I decided to focus on the fact that, according to my ultrasound and blood tests (however ill-timed they might have been), things are fine. I'd keep charting, temping, and doing all of the things I usually do, but I was not going to think about it beyond what was necessary. I'd start appreciating all of the things that were going right rather than focus on the one big thing that was going wrong. Letting go of that weight has been such a relief. For the first time since the semester began, I feel like I'm in control and on top of things. I'm still a bit behind but it doesn't feel like a bottomless pit anymore. I'm smiling more in class again and am putting more into my lessons again beyond just what is needed to get through each day. I am also more appreciative of my collegues; they are probably also dealing with personal things that the rest of us have no idea about and it is probably not easy for them either.

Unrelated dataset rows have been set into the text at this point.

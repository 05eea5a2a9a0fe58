// tagsieve/src/commands/sanitize.rs
//! The `sanitize` command: write the clean markup, report the changes.

use anyhow::{Context, Result};
use is_terminal::IsTerminal;
use log::{debug, info};
use std::fs;
use std::io::{self, Write};
use std::path::PathBuf;
use tagsieve_core::{SanitizationEngine, ScanResult};

use crate::commands::{info_msg, warn_msg};
use crate::ui::theme::ThemeMap;
use crate::ui::{diagnostics_summary, diff_viewer};

/// Options for `run_sanitize`.
pub struct SanitizeOptions {
    pub input: String,
    pub output_path: Option<PathBuf>,
    pub json: bool,
    pub diff: bool,
    pub no_diagnostics: bool,
    pub quiet: bool,
}

pub fn run_sanitize(
    engine: &dyn SanitizationEngine,
    opts: SanitizeOptions,
    theme: &ThemeMap,
) -> Result<ScanResult> {
    info!("Starting sanitize operation.");
    if opts.input.trim().is_empty() && !opts.quiet {
        warn_msg("Input is empty; nothing to sanitize.", theme);
    }
    let result = engine.scan(&opts.input).context("Sanitization failed")?;
    debug!(
        "Input length: {}, clean length: {}, diagnostics: {}",
        opts.input.len(),
        result.clean_output().len(),
        result.diagnostics().len()
    );

    write_primary_output(&opts, &result, theme)?;

    if !opts.no_diagnostics && !opts.quiet && !opts.json {
        let colors = io::stderr().is_terminal();
        diagnostics_summary::print_summary(&result, &mut io::stderr(), theme, colors)?;
    }
    info!("Sanitize operation completed.");
    Ok(result)
}

fn write_primary_output(opts: &SanitizeOptions, result: &ScanResult, theme: &ThemeMap) -> Result<()> {
    match &opts.output_path {
        Some(path) => {
            if !opts.quiet {
                info_msg(format!("Writing clean output to file: {}", path.display()), theme);
            }
            let mut file = fs::File::create(path)
                .with_context(|| format!("Failed to create output file: {}", path.display()))?;
            render(opts, result, &mut file, theme, false)
        }
        None => {
            let stdout = io::stdout();
            let colors = stdout.is_terminal();
            let mut writer = stdout.lock();
            render(opts, result, &mut writer, theme, colors)
        }
    }
}

fn render<W: Write>(
    opts: &SanitizeOptions,
    result: &ScanResult,
    writer: &mut W,
    theme: &ThemeMap,
    colors: bool,
) -> Result<()> {
    if opts.json {
        writeln!(writer, "{}", result.to_json().context("Failed to serialize scan result")?)?;
    } else if opts.diff {
        diff_viewer::print_diff(&opts.input, result.clean_output(), writer, theme, colors)?;
    } else {
        writeln!(writer, "{}", result.clean_output())?;
    }
    Ok(())
}
//! Module for managing the CLI color theme.
//!
//! A theme maps each kind of output element to an optional 16-color ANSI
//! foreground. Themes can be loaded from YAML; entries missing from a theme
//! file fall back to the defaults.

use anyhow::{Context, Result};
use owo_colors::AnsiColors;
use serde::{Deserialize, Serialize};
use std::collections::HashMap;
use std::fmt;
use std::path::Path;
use std::str::FromStr;

/// Type alias for the theme map.
pub type ThemeMap = HashMap<ThemeEntry, ThemeStyle>;

/// The different logical parts of the output that can be styled.
#[derive(Debug, Clone, Copy, PartialEq, Eq, Hash, Deserialize, Serialize)]
#[serde(rename_all = "snake_case")]
pub enum ThemeEntry {
    /// Section titles.
    Header,
    Success,
    Info,
    Warn,
    Error,
    /// Lines added in a diff view.
    DiffAdded,
    /// Lines removed in a diff view.
    DiffRemoved,
    DiffHeader,
    /// The kind column of the diagnostics summary.
    SummaryKind,
    /// The count column of the diagnostics summary.
    SummaryCount,
    /// Individual diagnostic messages.
    DiagnosticMessage,
}

impl ThemeEntry {
    const ALL: [ThemeEntry; 11] = [
        ThemeEntry::Header,
        ThemeEntry::Success,
        ThemeEntry::Info,
        ThemeEntry::Warn,
        ThemeEntry::Error,
        ThemeEntry::DiffAdded,
        ThemeEntry::DiffRemoved,
        ThemeEntry::DiffHeader,
        ThemeEntry::SummaryKind,
        ThemeEntry::SummaryCount,
        ThemeEntry::DiagnosticMessage,
    ];
}

/// Represents an ANSI color that can be used in the theme.
#[derive(Debug, Clone, PartialEq, Eq, Deserialize, Serialize)]
#[serde(untagged)]
pub enum ThemeColor {
    /// A named ANSI color (e.g., "red", "brightgreen").
    Named(String),
}

/// Error type for parsing an invalid `ThemeColor` string.
#[derive(Debug, Clone)]
pub struct ParseThemeColorError;

impl fmt::Display for ParseThemeColorError {
    fn fmt(&self, f: &mut fmt::Formatter) -> fmt::Result {
        write!(
            f,
            "Invalid theme color; expected one of: black, red, green, yellow, blue, \
            magenta, cyan, white, brightblack, brightred, brightgreen, brightyellow, \
            brightblue, brightmagenta, brightcyan, brightwhite."
        )
    }
}

impl std::error::Error for ParseThemeColorError {}

impl FromStr for ThemeColor {
    type Err = ParseThemeColorError;

    fn from_str(s: &str) -> Result<Self, Self::Err> {
        let lower = s.to_lowercase();
        match lower.as_str() {
            "black" | "red" | "green" | "yellow" | "blue" | "magenta" | "cyan" | "white"
            | "brightblack" | "brightred" | "brightgreen" | "brightyellow" | "brightblue"
            | "brightmagenta" | "brightcyan" | "brightwhite" => Ok(ThemeColor::Named(lower)),
            _ => Err(ParseThemeColorError),
        }
    }
}

impl ThemeColor {
    fn named(name: &str) -> Self {
        ThemeColor::Named(name.to_string())
    }

    /// Converts the color into its `owo_colors::AnsiColors` counterpart.
    /// Unknown names render as white.
    pub fn to_ansi_color(&self) -> AnsiColors {
        match self {
            ThemeColor::Named(name) => match name.to_lowercase().as_str() {
                "black" => AnsiColors::Black,
                "red" => AnsiColors::Red,
                "green" => AnsiColors::Green,
                "yellow" => AnsiColors::Yellow,
                "blue" => AnsiColors::Blue,
                "magenta" => AnsiColors::Magenta,
                "cyan" => AnsiColors::Cyan,
                "white" => AnsiColors::White,
                "brightblack" => AnsiColors::BrightBlack,
                "brightred" => AnsiColors::BrightRed,
                "brightgreen" => AnsiColors::BrightGreen,
                "brightyellow" => AnsiColors::BrightYellow,
                "brightblue" => AnsiColors::BrightBlue,
                "brightmagenta" => AnsiColors::BrightMagenta,
                "brightcyan" => AnsiColors::BrightCyan,
                "brightwhite" => AnsiColors::BrightWhite,
                _ => AnsiColors::White,
            },
        }
    }
}

/// Represents the style configuration for a specific `ThemeEntry`.
#[derive(Debug, Clone, Default, PartialEq, Eq, Deserialize, Serialize)]
pub struct ThemeStyle {
    /// An optional `ThemeColor` to apply as the foreground color.
    pub fg: Option<ThemeColor>,
}

impl ThemeStyle {
    fn fg(name: &str) -> Self {
        ThemeStyle {
            fg: Some(ThemeColor::named(name)),
        }
    }

    /// Loads a theme from a YAML file and fills in defaults for missing entries.
    pub fn load_from_file<P: AsRef<Path>>(path: P) -> Result<ThemeMap> {
        let path = path.as_ref();
        let text = std::fs::read_to_string(path)
            .with_context(|| format!("Failed to read theme file {}", path.display()))?;
        let mut custom: ThemeMap = serde_yaml::from_str(&text)
            .with_context(|| format!("Failed to parse theme file {}", path.display()))?;

        for (entry, style) in Self::default_theme_map() {
            custom.entry(entry).or_insert(style);
        }
        Ok(custom)
    }

    /// Returns the default theme map.
    pub fn default_theme_map() -> ThemeMap {
        let mut theme = HashMap::new();
        theme.insert(ThemeEntry::Header, ThemeStyle::fg("brightwhite"));
        theme.insert(ThemeEntry::Success, ThemeStyle::fg("green"));
        theme.insert(ThemeEntry::Info, ThemeStyle::fg("cyan"));
        theme.insert(ThemeEntry::Warn, ThemeStyle::fg("yellow"));
        theme.insert(ThemeEntry::Error, ThemeStyle::fg("red"));
        theme.insert(ThemeEntry::DiffAdded, ThemeStyle::fg("green"));
        theme.insert(ThemeEntry::DiffRemoved, ThemeStyle::fg("red"));
        theme.insert(ThemeEntry::DiffHeader, ThemeStyle::fg("yellow"));
        theme.insert(ThemeEntry::SummaryKind, ThemeStyle::fg("magenta"));
        theme.insert(ThemeEntry::SummaryCount, ThemeStyle::fg("brightyellow"));
        theme.insert(ThemeEntry::DiagnosticMessage, ThemeStyle::fg("white"));
        debug_assert_eq!(theme.len(), ThemeEntry::ALL.len());
        theme
    }
}

/// Loads a theme file when one is given, otherwise the default theme.
pub fn build_theme_map(theme_path: Option<&Path>) -> Result<ThemeMap> {
    match theme_path {
        Some(path) => ThemeStyle::load_from_file(path),
        None => Ok(ThemeStyle::default_theme_map()),
    }
}
// tagsieve-css/src/lib.rs
//! CSS parsing for tagsieve.
//!
//! Tokenizing is left to `cssparser`, so escapes, comments, strings and
//! `url(...)` tokens are read exactly the way a browser reads them. On top of
//! that this crate builds a small rule tree and serializes every selector,
//! prelude and value back out from its tokens, never from the source text.

pub mod error;
pub mod parser;
pub mod stylesheet;
pub mod tokens;

pub use error::ParseError;
pub use parser::{parse_declarations, parse_stylesheet, MAX_BLOCK_DEPTH};
pub use stylesheet::{
    AtRule, Declaration, DeclarationAtRule, DeclarationBlock, GroupingRule, KeyframeRule,
    KeyframesRule, Rule, StyleRule, StyleSheet,
};
pub use tokens::TokenText;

In the back of my mind, I still wonder how much longer this is going to take. I still wonder what we're going to do when we hit that one year mark. I still wonder if there is something wrong. None of worries have magically disappeared. But those worries are exactly where they need to be right now: the back of my mind.

3 comments:

  1. Lots of hugs to you. I'm glad you're less stressed about it but do understand your concerns. I hope it happens for you soon!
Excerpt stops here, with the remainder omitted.